In other words, when we look at a player’s post-Playoff statistics, we’re mostly looking at their post scoring stats, and they are generally pretty low on the overall list of post scorer statistics.

“So it’s not necessarily that post scoring is more predictive of post performance,” Silver explained.

“Post scoring is predictive of other things.”

The numbers above only include the most recent data available, so we’re not really talking about post scoring when we talk about post performance.

But if you were to take all of the post scoring data from players who played in the league’s first two decades, and then add in post scoring of players who came after them, you get a very reasonable idea of what post scoring was like.

Silver pointed to a handful of players whose post scoring did correlate with post-Performance stats, including Chris Paul, Kobe Bryant, Michael Jordan, and Magic Johnson.

But those players don’t really fit the mold of the “post scorer” that Silver describes.

They’re good players who scored a lot, but did so at a slower pace.

In Silver’s opinion, the best example of a post scorer is Kobe Bryant.

He averaged a career-high 1.2 points per game, and played in just 589 regular season games.

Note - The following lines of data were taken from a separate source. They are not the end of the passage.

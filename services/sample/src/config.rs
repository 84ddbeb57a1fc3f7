use std::time::Duration;

use identity_mongodb::{CollectionOptions, MongoDbOptions};

use crate::domain::provider::ExternalProvider;
use crate::infra::userinfo::ProviderEndpoints;

/// Sample service configuration loaded from environment variables.
#[derive(Debug)]
pub struct SampleConfig {
    /// MongoDB connection string. Env var: `MONGODB_URL`.
    pub mongodb_url: String,
    /// Database name (default "identity"). Env var: `MONGODB_DATABASE`.
    pub mongodb_database: String,
    /// User collection (default "Users"). Env var: `USERS_COLLECTION`.
    pub users_collection: String,
    /// Role collection (default "Users"). Env var: `ROLES_COLLECTION`.
    pub roles_collection: String,
    /// Create indexes at startup (default true). Env var: `MANAGE_INDEXES`.
    pub manage_indexes: bool,
    /// TCP port for the HTTP server (default 3120). Env var: `SAMPLE_PORT`.
    pub sample_port: u16,
    /// Env var: `FACEBOOK_USERINFO_URL`.
    pub facebook_userinfo_url: String,
    /// Env var: `GOOGLE_USERINFO_URL`.
    pub google_userinfo_url: String,
    /// User-info request timeout in seconds (default 10). Env var:
    /// `USERINFO_TIMEOUT_SECS`.
    pub userinfo_timeout_secs: u64,
}

impl SampleConfig {
    pub fn from_env() -> Self {
        Self {
            mongodb_url: std::env::var("MONGODB_URL").expect("MONGODB_URL"),
            mongodb_database: var_or("MONGODB_DATABASE", "identity"),
            users_collection: var_or("USERS_COLLECTION", "Users"),
            roles_collection: var_or("ROLES_COLLECTION", "Users"),
            manage_indexes: std::env::var("MANAGE_INDEXES")
                .ok()
                .and_then(|v| v.parse().ok())
                .unwrap_or(true),
            sample_port: std::env::var("SAMPLE_PORT")
                .ok()
                .and_then(|v| v.parse().ok())
                .unwrap_or(3120),
            facebook_userinfo_url: var_or(
                "FACEBOOK_USERINFO_URL",
                ExternalProvider::Facebook.default_userinfo_url(),
            ),
            google_userinfo_url: var_or(
                "GOOGLE_USERINFO_URL",
                ExternalProvider::Google.default_userinfo_url(),
            ),
            userinfo_timeout_secs: std::env::var("USERINFO_TIMEOUT_SECS")
                .ok()
                .and_then(|v| v.parse().ok())
                .unwrap_or(10),
        }
    }

    pub fn mongo_options(&self) -> MongoDbOptions {
        let collection = |name: &str| CollectionOptions {
            collection_name: name.to_owned(),
            manage_indexes: self.manage_indexes,
        };
        MongoDbOptions::new(&self.mongodb_url, &self.mongodb_database)
            .with_user_collection(collection(&self.users_collection))
            .with_role_collection(collection(&self.roles_collection))
    }

    pub fn userinfo_timeout(&self) -> Duration {
        Duration::from_secs(self.userinfo_timeout_secs)
    }

    pub fn provider_endpoints(&self) -> ProviderEndpoints {
        ProviderEndpoints {
            facebook: self.facebook_userinfo_url.clone(),
            google: self.google_userinfo_url.clone(),
        }
    }
}

fn var_or(name: &str, default: &str) -> String {
    std::env::var(name).unwrap_or_else(|_| default.to_owned())
}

But he also posted a career high in post-Post Performance stats, averaging a whopping 1.6 points per play, which was nearly as high as the other players in his post-post-Performance group.

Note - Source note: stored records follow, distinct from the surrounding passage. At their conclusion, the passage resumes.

//! Index definitions created when `manage_indexes` is enabled.

use mongodb::IndexModel;
use mongodb::bson::{Document, doc};
use mongodb::options::IndexOptions;

use crate::filter::{
    CONCURRENCY_STAMP, EMAIL_CONFIRMED, LOGIN_PROVIDER, LOGINS, NORMALIZED_EMAIL, NORMALIZED_NAME,
    PROVIDER_KEY, ROLES,
};

/// Only index documents of one type whose normalized name is an actual
/// string, so users without a name do not collide on `null` and a user
/// never collides with a role in a shared collection.
///
/// Partial filters accept `$exists: true` only, so each type is keyed on a
/// field the other type lacks.
fn named_documents(type_field: &str) -> Document {
    doc! {
        NORMALIZED_NAME: { "$type": "string" },
        type_field: { "$exists": true },
    }
}

fn unique_normalized_name(index_name: &str, type_field: &str, direction: i32) -> IndexModel {
    IndexModel::builder()
        .keys(doc! { NORMALIZED_NAME: direction })
        .options(
            IndexOptions::builder()
                .name(index_name.to_owned())
                .unique(true)
                .partial_filter_expression(named_documents(type_field))
                .build(),
        )
        .build()
}

fn lookup(index_name: &str, keys: Document) -> IndexModel {
    IndexModel::builder()
        .keys(keys)
        .options(IndexOptions::builder().name(index_name.to_owned()).build())
        .build()
}

pub fn user_indexes() -> Vec<IndexModel> {
    vec![
        unique_normalized_name("ux_user_normalized_name", EMAIL_CONFIRMED, 1),
        lookup("ix_user_normalized_email", doc! { NORMALIZED_EMAIL: 1 }),
        lookup(
            "ix_user_logins",
            doc! {
                format!("{LOGINS}.{LOGIN_PROVIDER}"): 1,
                format!("{LOGINS}.{PROVIDER_KEY}"): 1,
            },
        ),
        lookup("ix_user_roles", doc! { ROLES: 1 }),
    ]
}

/// The role index is descending so its key pattern differs from the user
/// index when both live in one collection.
pub fn role_indexes() -> Vec<IndexModel> {
    vec![unique_normalized_name(
        "ux_role_normalized_name",
        CONCURRENCY_STAMP,
        -1,
    )]
}
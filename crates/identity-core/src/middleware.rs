use axum::http::{HeaderName, HeaderValue, Request};
use tower_http::classify::{ServerErrorsAsFailures, SharedClassifier};
use tower_http::request_id::{
    MakeRequestId, PropagateRequestIdLayer, RequestId, SetRequestIdLayer,
};
use tower_http::trace::TraceLayer;
use uuid::Uuid;

pub const REQUEST_ID_HEADER: &str = "x-request-id";

#[derive(Clone, Default)]
pub struct MakeUuidRequestId;

impl MakeRequestId for MakeUuidRequestId {
    fn make_request_id<B>(&mut self, _request: &Request<B>) -> Option<RequestId> {
        let id = Uuid::now_v7().to_string();
        HeaderValue::from_str(&id).ok().map(RequestId::new)
    }
}

/// Assigns an id to requests that arrive without one.
pub fn request_id_layer() -> SetRequestIdLayer<MakeUuidRequestId> {
    SetRequestIdLayer::new(HeaderName::from_static(REQUEST_ID_HEADER), MakeUuidRequestId)
}

/// Copies the request id onto the response.
pub fn propagate_request_id_layer() -> PropagateRequestIdLayer {
    PropagateRequestIdLayer::new(HeaderName::from_static(REQUEST_ID_HEADER))
}

/// Records method, uri, status and latency for every request.
pub fn trace_layer() -> TraceLayer<SharedClassifier<ServerErrorsAsFailures>> {
    TraceLayer::new_for_http()
}
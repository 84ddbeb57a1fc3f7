use serde::{Deserialize, Serialize};

/// Authentication token issued by an external provider, keyed by
/// `(login_provider, name)`.
#[derive(Debug, Clone, PartialEq, Eq, Serialize, Deserialize)]
#[serde(rename_all = "PascalCase")]
pub struct AuthToken {
    pub login_provider: String,
    pub name: String,
    pub token: String,
}

impl AuthToken {
    pub fn new(
        login_provider: impl Into<String>,
        name: impl Into<String>,
        token: impl Into<String>,
    ) -> Self {
        Self {
            login_provider: login_provider.into(),
            name: name.into(),
            token: token.into(),
        }
    }

    pub fn is_keyed(&self, login_provider: &str, name: &str) -> bool {
        self.login_provider == login_provider && self.name == name
    }
}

Silver also said that the best statistical comparison to an “old school” post scorer was Larry Bird.

“Bird’s post scoring wasn’t really like what you see today, but he was a very good scorer at a very slow pace,” Silver noted.

“And that’s because he had a lot more of a passing style, so he wasn’t passing a lot.

He was more of an offensive guy.

And that’s what you saw in his games.”

But what if we were to look at post scoring that has been analyzed more closely over time?

That’s when we get to the most interesting data from the modern era.

The average number of post scores in the modern NBA is 3.3, and a player who averaged 3.4 post scoring points per contest would be a post-Player of the Year candidate in 2017-18.

It’s a bit of a stretch to think that players like LeBron James and Stephen Curry are on a level playing field with the likes of Kobe Bryant and Chris Paul.

But it’s important to note that these numbers don’t include any of the more extreme numbers of post scorers.

For example, Kobe’s career-best post scoring average was 1.3 points per 100 possessions, but it was actually a career low in that category, at 0.8.

And in fact, the closest comparison to the player who had that mark is the Hall of Famer Karl Malone, who averaged 1.8 points per 90 possessions at his peak.

Malone also scored at a slow pace.

Malone was more a passing player than a scoring one, and he had an average of just over 10 post scoring possessions per game.

That doesn’t even account for the fact Malone also averaged 1,000 free throw attempts a season.

So Malone was not a post scoring monster.

Silver’s point here is that, for now, it’s impossible to determine exactly what the post scorer should look like.

There’s a ton of great work being done in the analytics community right now to improve on these numbers, and Silver said he’s excited to see what the future holds.

But in the meantime, we should probably remember to keep an eye on the numbers.